#### WHAT YOU NEED TO DO
Give the number of lines in the data below that contain "parameter", and only that number.
[SUPPLIED MATERIAL Boundary: Start]
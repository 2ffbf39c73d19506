//! Rule 1 & 2 — selection cascading and commutativity, unified as a single
//! signature-keyed `filter_params` operation.
//!
//! A *signature* is the frozen set of condition-node ids occurring under a
//! maximal contiguous chain of FILTER nodes above one data source. `apply`
//! first collapses every such chain into one FILTER over an n-ary
//! OPERATOR("AND") (the *aggressive uncascade*), then rebuilds a FILTER
//! cascade per signature following the parameter's mixed order list.

use rand::seq::SliceRandom;
use rand::{Rng, RngCore};
use std::collections::{BTreeSet, HashMap};

use super::{OrderItem, PatternId, PatternMetadata, Rule, RuleParams};
use crate::query::tree::{clone_tree, NodeRef, NodeType, QueryTree};

pub struct Rule1And2;

/// Collapses every maximal contiguous chain of FILTER nodes into a single
/// FILTER whose condition child is an n-ary OPERATOR("AND") (or the lone
/// condition if the chain had only one). Recurses into the resulting data
/// subtree and into every other node's children, so filters nested inside
/// JOIN sides or subqueries are uncascaded too.
pub fn uncascade(node: &NodeRef) -> NodeRef {
    let node_type = node.borrow().node_type;
    if node_type == NodeType::Filter {
        let mut conditions = Vec::new();
        let mut cursor = node.clone();
        loop {
            let (data_child, cond_child) = {
                let c = cursor.borrow();
                (c.children[0].clone(), c.children[1].clone())
            };
            collect_conditions(&cond_child, &mut conditions);
            if data_child.borrow().node_type == NodeType::Filter {
                cursor = data_child;
            } else {
                let uncascaded_data = uncascade(&data_child);
                let new_filter = QueryTree::new(NodeType::Filter, "WHERE");
                let cond_node = if conditions.len() == 1 {
                    conditions.pop().unwrap()
                } else {
                    let and_node = QueryTree::new(NodeType::Operator, "AND");
                    for c in conditions {
                        QueryTree::push_child(&and_node, c);
                    }
                    and_node
                };
                QueryTree::push_child(&new_filter, uncascaded_data);
                QueryTree::push_child(&new_filter, cond_node);
                return new_filter;
            }
        }
    }

    let children: Vec<NodeRef> = node.borrow().children.clone();
    if children.is_empty() {
        return node.clone();
    }
    let (nt, val) = {
        let n = node.borrow();
        (n.node_type, n.value.clone())
    };
    let rebuilt = QueryTree::new(nt, val);
    for c in children {
        QueryTree::push_child(&rebuilt, uncascade(&c));
    }
    rebuilt
}

fn collect_conditions(cond_node: &NodeRef, out: &mut Vec<NodeRef>) {
    let is_and = {
        let n = cond_node.borrow();
        n.node_type == NodeType::Operator && n.value == "AND"
    };
    if is_and {
        for c in &cond_node.borrow().children {
            out.push(c.clone());
        }
    } else {
        out.push(cond_node.clone());
    }
}

fn signature_of(cond_node: &NodeRef) -> (BTreeSet<u64>, Vec<u64>) {
    let mut ids = Vec::new();
    collect_condition_ids(cond_node, &mut ids);
    (ids.iter().copied().collect(), ids)
}

fn collect_condition_ids(cond_node: &NodeRef, out: &mut Vec<u64>) {
    let is_and = {
        let n = cond_node.borrow();
        n.node_type == NodeType::Operator && n.value == "AND"
    };
    if is_and {
        for c in &cond_node.borrow().children {
            out.push(c.borrow().id);
        }
    } else {
        out.push(cond_node.borrow().id);
    }
}

impl Rule for Rule1And2 {
    fn operation_name(&self) -> &'static str {
        "filter_params"
    }

    fn analyze(&self, root: &NodeRef) -> Vec<(PatternId, PatternMetadata)> {
        let uncascaded = uncascade(root);
        let mut out = Vec::new();
        crate::query::tree::traverse_preorder(&uncascaded, &mut |n| {
            if n.borrow().node_type == NodeType::Filter {
                let cond = n.borrow().children[1].clone();
                let (sig, _) = signature_of(&cond);
                out.push((PatternId::Signature(sig.clone()), PatternMetadata::ConditionSignature(sig)));
            }
        });
        out
    }

    fn generate(&self, metadata: &PatternMetadata, rng: &mut dyn RngCore) -> RuleParams {
        let ids = match metadata {
            PatternMetadata::ConditionSignature(s) => s.iter().copied().collect::<Vec<_>>(),
            _ => Vec::new(),
        };
        RuleParams::FilterOrder(random_order(ids, rng))
    }

    fn mutate(&self, params: &RuleParams, metadata: &PatternMetadata, rng: &mut dyn RngCore) -> RuleParams {
        let RuleParams::FilterOrder(order) = params else { return params.clone() };
        let _ = metadata;
        let mut order = order.clone();
        if order.is_empty() {
            return RuleParams::FilterOrder(order);
        }
        match rng.gen_range(0..4) {
            0 if order.len() >= 2 => {
                let i = rng.gen_range(0..order.len());
                let j = rng.gen_range(0..order.len());
                order.swap(i, j);
            }
            1 => {
                let singles: Vec<usize> =
                    order.iter().enumerate().filter(|(_, it)| matches!(it, OrderItem::Single(_))).map(|(i, _)| i).collect();
                if singles.len() >= 2 {
                    let a = singles[0];
                    let b = singles[1];
                    let (ia, ib) = if let (OrderItem::Single(x), OrderItem::Single(y)) = (&order[a], &order[b]) {
                        (*x, *y)
                    } else {
                        unreachable!()
                    };
                    let mut keep = Vec::new();
                    for (idx, item) in order.into_iter().enumerate() {
                        if idx != a && idx != b {
                            keep.push(item);
                        }
                    }
                    keep.push(OrderItem::Group(vec![ia, ib]));
                    order = keep;
                }
            }
            2 => {
                let groups: Vec<usize> =
                    order.iter().enumerate().filter(|(_, it)| matches!(it, OrderItem::Group(g) if g.len() > 1)).map(|(i, _)| i).collect();
                if let Some(&gi) = groups.first() {
                    if let OrderItem::Group(ids) = order.remove(gi) {
                        for id in ids {
                            order.push(OrderItem::Single(id));
                        }
                    }
                }
            }
            _ => {
                let groups: Vec<usize> =
                    order.iter().enumerate().filter(|(_, it)| matches!(it, OrderItem::Group(g) if g.len() > 2)).map(|(i, _)| i).collect();
                if let Some(&gi) = groups.first() {
                    if let OrderItem::Group(ids) = order.remove(gi) {
                        let mid = ids.len() / 2;
                        let (left, right) = ids.split_at(mid);
                        order.push(OrderItem::Group(left.to_vec()));
                        order.push(OrderItem::Group(right.to_vec()));
                    }
                }
            }
        }
        RuleParams::FilterOrder(order)
    }

    fn apply(&self, root: &NodeRef, params: &HashMap<PatternId, RuleParams>) -> NodeRef {
        let cloned = clone_tree(root, true);
        let uncascaded = uncascade(&cloned);
        rebuild(&uncascaded, params)
    }
}

fn rebuild(node: &NodeRef, params: &HashMap<PatternId, RuleParams>) -> NodeRef {
    if node.borrow().node_type == NodeType::Filter {
        let (data_child, cond_child) = {
            let n = node.borrow();
            (n.children[0].clone(), n.children[1].clone())
        };
        let rebuilt_data = rebuild(&data_child, params);
        let (sig, ids_in_order) = signature_of(&cond_child);
        let id_map = build_id_map(&cond_child);

        let order = match params.get(&PatternId::Signature(sig)) {
            Some(RuleParams::FilterOrder(order)) => order.clone(),
            _ => vec![OrderItem::Group(ids_in_order)],
        };

        let mut current = rebuilt_data;
        for item in order.iter().rev() {
            let filter = QueryTree::new(NodeType::Filter, "WHERE");
            let cond_node = match item {
                OrderItem::Single(id) => id_map.get(id).cloned().expect("condition id present"),
                OrderItem::Group(ids) if ids.len() == 1 => id_map.get(&ids[0]).cloned().expect("condition id present"),
                OrderItem::Group(ids) => {
                    let and_node = QueryTree::new(NodeType::Operator, "AND");
                    for id in ids {
                        if let Some(c) = id_map.get(id) {
                            QueryTree::push_child(&and_node, c.clone());
                        }
                    }
                    and_node
                }
            };
            QueryTree::push_child(&filter, current);
            QueryTree::push_child(&filter, cond_node);
            current = filter;
        }
        return current;
    }

    let children: Vec<NodeRef> = node.borrow().children.clone();
    if children.is_empty() {
        return node.clone();
    }
    let (nt, val, id) = {
        let n = node.borrow();
        (n.node_type, n.value.clone(), n.id)
    };
    let rebuilt = QueryTree::new_with_id(id, nt, val);
    for c in children {
        QueryTree::push_child(&rebuilt, rebuild(&c, params));
    }
    rebuilt
}

fn build_id_map(cond_node: &NodeRef) -> HashMap<u64, NodeRef> {
    let mut map = HashMap::new();
    let is_and = {
        let n = cond_node.borrow();
        n.node_type == NodeType::Operator && n.value == "AND"
    };
    if is_and {
        for c in &cond_node.borrow().children {
            map.insert(c.borrow().id, c.clone());
        }
    } else {
        map.insert(cond_node.borrow().id, cond_node.clone());
    }
    map
}

fn random_order(mut ids: Vec<u64>, rng: &mut dyn RngCore) -> Vec<OrderItem> {
    ids.shuffle(rng);
    let mut out = Vec::new();
    let mut i = 0;
    while i < ids.len() {
        if i + 1 < ids.len() && rng.gen_bool(0.3) {
            out.push(OrderItem::Group(vec![ids[i], ids[i + 1]]));
            i += 2;
        } else {
            out.push(OrderItem::Single(ids[i]));
            i += 1;
        }
    }
    out
}

/// Removes merged condition ids (Rule 4 moved them into a JOIN) from a
/// filter_params order list: singles referencing a merged id are dropped,
/// groups shrink, and groups left empty are elided entirely.
pub fn adjust_filter_params(order: &[OrderItem], merged_ids: &BTreeSet<u64>) -> Vec<OrderItem> {
    let mut out = Vec::new();
    for item in order {
        match item {
            OrderItem::Single(id) => {
                if !merged_ids.contains(id) {
                    out.push(item.clone());
                }
            }
            OrderItem::Group(ids) => {
                let remaining: Vec<u64> = ids.iter().copied().filter(|i| !merged_ids.contains(i)).collect();
                if remaining.len() == 1 {
                    out.push(OrderItem::Single(remaining[0]));
                } else if !remaining.is_empty() {
                    out.push(OrderItem::Group(remaining));
                }
            }
        }
    }
    out
}

#[cfg(test)]
mod tests {
    use super::*;
    use crate::query::parser::parse;
    use crate::query::tree::reset_ids_for_test;

    #[test]
    fn signature_preserved_across_random_order() {
        reset_ids_for_test();
        let root = parse("SELECT * FROM t WHERE a > 1 AND b = 2 AND c < 3;").unwrap();
        let rule = Rule1And2;
        let patterns = rule.analyze(&root);
        assert_eq!(patterns.len(), 1);
        let (PatternId::Signature(sig), PatternMetadata::ConditionSignature(sig2)) = &patterns[0] else {
            panic!("expected signature pattern")
        };
        assert_eq!(sig, sig2);
        let mut rng = rand::thread_rng();
        let RuleParams::FilterOrder(order) = rule.generate(&patterns[0].1, &mut rng) else { panic!() };
        let mut flattened = BTreeSet::new();
        for item in &order {
            match item {
                OrderItem::Single(id) => {
                    flattened.insert(*id);
                }
                OrderItem::Group(ids) => flattened.extend(ids.iter().copied()),
            }
        }
        assert_eq!(&flattened, sig);
    }
}
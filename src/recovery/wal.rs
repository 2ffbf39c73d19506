//! Append-only write-ahead log: a flat file of length-prefixed bincode
//! frames, one per [`LogRecord`]. Mirrors `storage::page`'s own
//! length-prefix framing convention rather than the teacher's
//! `log_manager.rs` byte-cursor approach.

use std::fs::{File, OpenOptions};
use std::io::{BufReader, Read, Write};
use std::path::Path;
use std::sync::atomic::{AtomicU64, Ordering};

use crate::error::DbResult;
use crate::recovery::log_record::{LogRecord, Lsn};

const LEN_PREFIX_BYTES: usize = 8;

/// Appends records to a single log file and hands out monotonically
/// increasing LSNs. `append` calls `sync_all` so a record is durable
/// before the caller's corresponding page write proceeds (WAL-before-flush).
pub struct Wal {
    file: File,
    next_lsn: AtomicU64,
}

impl Wal {
    pub fn open(path: &Path) -> DbResult<Self> {
        if let Some(parent) = path.parent() {
            std::fs::create_dir_all(parent)?;
        }
        let file = OpenOptions::new().create(true).append(true).read(true).open(path)?;
        let next_lsn = Self::scan(path)?.last().map_or(1, |r| r.lsn() + 1);
        Ok(Self { file, next_lsn: AtomicU64::new(next_lsn) })
    }

    pub fn next_lsn(&self) -> Lsn {
        self.next_lsn.load(Ordering::SeqCst)
    }

    /// Serializes `record` with its lsn already assigned by the caller,
    /// appends the framed bytes, and flushes to stable storage.
    pub fn append(&mut self, record: &LogRecord) -> DbResult<()> {
        let payload = bincode::serialize(record)?;
        self.file.write_all(&(payload.len() as u64).to_le_bytes())?;
        self.file.write_all(&payload)?;
        self.file.sync_all()?;
        self.next_lsn.store(record.lsn() + 1, Ordering::SeqCst);
        Ok(())
    }

    /// Reads every record in the log, in append order, for recovery scans.
    pub fn scan(path: &Path) -> DbResult<Vec<LogRecord>> {
        if !path.exists() {
            return Ok(Vec::new());
        }
        let mut reader = BufReader::new(File::open(path)?);
        let mut records = Vec::new();
        let mut len_buf = [0u8; LEN_PREFIX_BYTES];
        loop {
            match reader.read_exact(&mut len_buf) {
                Ok(()) => {}
                Err(e) if e.kind() == std::io::ErrorKind::UnexpectedEof => break,
                Err(e) => return Err(e.into()),
            }
            let len = u64::from_le_bytes(len_buf) as usize;
            let mut payload = vec![0u8; len];
            reader.read_exact(&mut payload)?;
            records.push(bincode::deserialize(&payload)?);
        }
        Ok(records)
    }
}

#[cfg(test)]
mod tests {
    use super::*;
    use crate::transaction::TransactionId;

    #[test]
    fn appended_records_are_read_back_in_order() {
        let dir = tempfile::TempDir::new().unwrap();
        let path = dir.path().join("wal.log");
        {
            let mut wal = Wal::open(&path).unwrap();
            wal.append(&LogRecord::Begin { lsn: 1, tid: TransactionId(1) }).unwrap();
            wal.append(&LogRecord::Commit { lsn: 2, tid: TransactionId(1) }).unwrap();
        }
        let records = Wal::scan(&path).unwrap();
        assert_eq!(records.len(), 2);
        assert_eq!(records[0].lsn(), 1);
        assert_eq!(records[1].lsn(), 2);
    }

    #[test]
    fn reopening_resumes_lsn_after_the_last_record() {
        let dir = tempfile::TempDir::new().unwrap();
        let path = dir.path().join("wal.log");
        {
            let mut wal = Wal::open(&path).unwrap();
            wal.append(&LogRecord::Begin { lsn: 1, tid: TransactionId(1) }).unwrap();
        }
        let reopened = Wal::open(&path).unwrap();
        assert_eq!(reopened.next_lsn(), 2);
    }
}
//! Rule 6 — join associativity (`join_associativity_params`).
//!
//! For a JOIN whose left child is also a JOIN (or, mirrored, whose right
//! child is also a JOIN), a three-valued parameter chooses `right`,
//! `left`, or `none`. A `right`/`left` rewrite that would reference tables
//! outside the new inner subtree is refused: the node is returned
//! unchanged, so refusing is always safe to request.

use rand::seq::SliceRandom;
use rand::RngCore;
use std::collections::{HashMap, HashSet};

use super::{AssocDirection, PatternId, PatternMetadata, Rule, RuleParams};
use crate::query::tree::{clone_tree, traverse_preorder, NodeRef, NodeType, QueryTree};

pub struct Rule6;

fn collect_tables(node: &NodeRef) -> HashSet<String> {
    let mut out = HashSet::new();
    traverse_preorder(node, &mut |n| {
        let b = n.borrow();
        if b.node_type == NodeType::Relation || b.node_type == NodeType::Alias {
            out.insert(b.value.clone());
        }
    });
    out
}

fn collect_tables_in_condition(cond: &NodeRef) -> HashSet<String> {
    let mut out = HashSet::new();
    traverse_preorder(cond, &mut |n| {
        let b = n.borrow();
        if b.node_type == NodeType::ColumnRef {
            for c in &b.children {
                if c.borrow().node_type == NodeType::TableName {
                    out.insert(c.borrow().value.clone());
                }
            }
        }
    });
    out
}

fn is_left_reassociable(join: &NodeRef) -> bool {
    join.borrow().children[0].borrow().node_type == NodeType::Join
}

fn is_right_reassociable(join: &NodeRef) -> bool {
    join.borrow().children.len() > 1 && join.borrow().children[1].borrow().node_type == NodeType::Join
}

/// `(A theta1 B) theta2 C` -> `A theta1 (B theta2 C)`.
fn reassociate_right(outer: &NodeRef) -> NodeRef {
    let left_join = outer.borrow().children[0].clone();
    let right_c = outer.borrow().children[1].clone();
    let theta2 = outer.borrow().children.get(2).cloned();

    let a = left_join.borrow().children[0].clone();
    let b = left_join.borrow().children[1].clone();
    let theta1 = left_join.borrow().children.get(2).cloned();

    if let Some(theta2) = &theta2 {
        let tables_bc: HashSet<String> = collect_tables(&b).union(&collect_tables(&right_c)).cloned().collect();
        let tables_theta2 = collect_tables_in_condition(theta2);
        if !tables_theta2.is_subset(&tables_bc) {
            return outer.clone();
        }
    }

    let outer_id = outer.borrow().id;
    let left_id = left_join.borrow().id;
    let outer_val = outer.borrow().value.clone();
    let left_val = left_join.borrow().value.clone();

    let new_inner = QueryTree::new_with_id(outer_id, NodeType::Join, outer_val);
    QueryTree::push_child(&new_inner, b);
    QueryTree::push_child(&new_inner, right_c);
    if let Some(t2) = theta2 {
        QueryTree::push_child(&new_inner, t2);
    }

    let new_outer = QueryTree::new_with_id(left_id, NodeType::Join, left_val);
    QueryTree::push_child(&new_outer, a);
    QueryTree::push_child(&new_outer, new_inner);
    if let Some(t1) = theta1 {
        QueryTree::push_child(&new_outer, t1);
    }
    new_outer
}

/// `A theta1 (B theta2 C)` -> `(A theta1 B) theta2 C`.
fn reassociate_left(outer: &NodeRef) -> NodeRef {
    let a = outer.borrow().children[0].clone();
    let right_join = outer.borrow().children[1].clone();
    let theta1 = outer.borrow().children.get(2).cloned();

    let b = right_join.borrow().children[0].clone();
    let c = right_join.borrow().children[1].clone();
    let theta2 = right_join.borrow().children.get(2).cloned();

    if let Some(theta1) = &theta1 {
        let tables_ab: HashSet<String> = collect_tables(&a).union(&collect_tables(&b)).cloned().collect();
        let tables_theta1 = collect_tables_in_condition(theta1);
        if !tables_theta1.is_subset(&tables_ab) {
            return outer.clone();
        }
    }

    let outer_id = outer.borrow().id;
    let right_id = right_join.borrow().id;
    let outer_val = outer.borrow().value.clone();
    let right_val = right_join.borrow().value.clone();

    let new_inner = QueryTree::new_with_id(outer_id, NodeType::Join, outer_val);
    QueryTree::push_child(&new_inner, a);
    QueryTree::push_child(&new_inner, b);
    if let Some(t1) = theta1 {
        QueryTree::push_child(&new_inner, t1);
    }

    let new_outer = QueryTree::new_with_id(right_id, NodeType::Join, right_val);
    QueryTree::push_child(&new_outer, new_inner);
    QueryTree::push_child(&new_outer, c);
    if let Some(t2) = theta2 {
        QueryTree::push_child(&new_outer, t2);
    }
    new_outer
}

impl Rule for Rule6 {
    fn operation_name(&self) -> &'static str {
        "join_associativity_params"
    }

    fn analyze(&self, root: &NodeRef) -> Vec<(PatternId, PatternMetadata)> {
        let mut out = Vec::new();
        traverse_preorder(root, &mut |n| {
            if n.borrow().node_type == NodeType::Join && (is_left_reassociable(n) || is_right_reassociable(n)) {
                out.push((PatternId::NodeId(n.borrow().id), PatternMetadata::Reassociable));
            }
        });
        out
    }

    fn generate(&self, _metadata: &PatternMetadata, rng: &mut dyn RngCore) -> RuleParams {
        let options = [AssocDirection::Left, AssocDirection::Right, AssocDirection::None];
        RuleParams::JoinAssociativity(*options.choose(rng).unwrap())
    }

    fn mutate(&self, params: &RuleParams, _metadata: &PatternMetadata, rng: &mut dyn RngCore) -> RuleParams {
        let RuleParams::JoinAssociativity(current) = params else { return params.clone() };
        let all = [AssocDirection::Left, AssocDirection::Right, AssocDirection::None];
        let remaining: Vec<AssocDirection> = all.into_iter().filter(|d| d != current).collect();
        RuleParams::JoinAssociativity(*remaining.choose(rng).unwrap())
    }

    fn apply(&self, root: &NodeRef, params: &HashMap<PatternId, RuleParams>) -> NodeRef {
        let cloned = clone_tree(root, true);
        rewrite_once(&cloned, params)
    }
}

fn rewrite_once(node: &NodeRef, params: &HashMap<PatternId, RuleParams>) -> NodeRef {
    let children: Vec<NodeRef> = node.borrow().children.clone();
    let rewritten_children: Vec<NodeRef> = children.iter().map(|c| rewrite_once(c, params)).collect();

    let (nt, val, id) = {
        let n = node.borrow();
        (n.node_type, n.value.clone(), n.id)
    };
    let rebuilt = QueryTree::new_with_id(id, nt, val);
    for c in rewritten_children {
        QueryTree::push_child(&rebuilt, c);
    }

    if nt == NodeType::Join {
        let direction = match params.get(&PatternId::NodeId(id)) {
            Some(RuleParams::JoinAssociativity(d)) => *d,
            _ => AssocDirection::Right,
        };
        match direction {
            AssocDirection::Right if is_left_reassociable(&rebuilt) => return reassociate_right(&rebuilt),
            AssocDirection::Left if is_right_reassociable(&rebuilt) => return reassociate_left(&rebuilt),
            _ => {}
        }
    }
    rebuilt
}

#[cfg(test)]
mod tests {
    use super::*;
    use crate::query::parser::parse;
    use crate::query::tree::{find_nodes_by_type, reset_ids_for_test};

    #[test]
    fn refuses_rewrite_when_condition_escapes_subtree() {
        reset_ids_for_test();
        let root = parse(
            "SELECT * FROM a INNER JOIN b ON a.x = b.y INNER JOIN c ON a.z = c.w;",
        )
        .unwrap();
        let outer_join = find_nodes_by_type(&root, NodeType::Join)
            .into_iter()
            .find(|j| is_left_reassociable(j))
            .expect("reassociable join");
        let before_id_set: std::collections::HashSet<u64> =
            find_nodes_by_type(&root, NodeType::Join).iter().map(|j| j.borrow().id).collect();
        let mut map = HashMap::new();
        map.insert(PatternId::NodeId(outer_join.borrow().id), RuleParams::JoinAssociativity(AssocDirection::Right));
        let rewritten = Rule6.apply(&root, &map);
        let after_id_set: std::collections::HashSet<u64> =
            find_nodes_by_type(&rewritten, NodeType::Join).iter().map(|j| j.borrow().id).collect();
        assert_eq!(before_id_set, after_id_set);
    }
}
[SUPPLIED MATERIAL Boundary: End]
#### THE ANSWER
2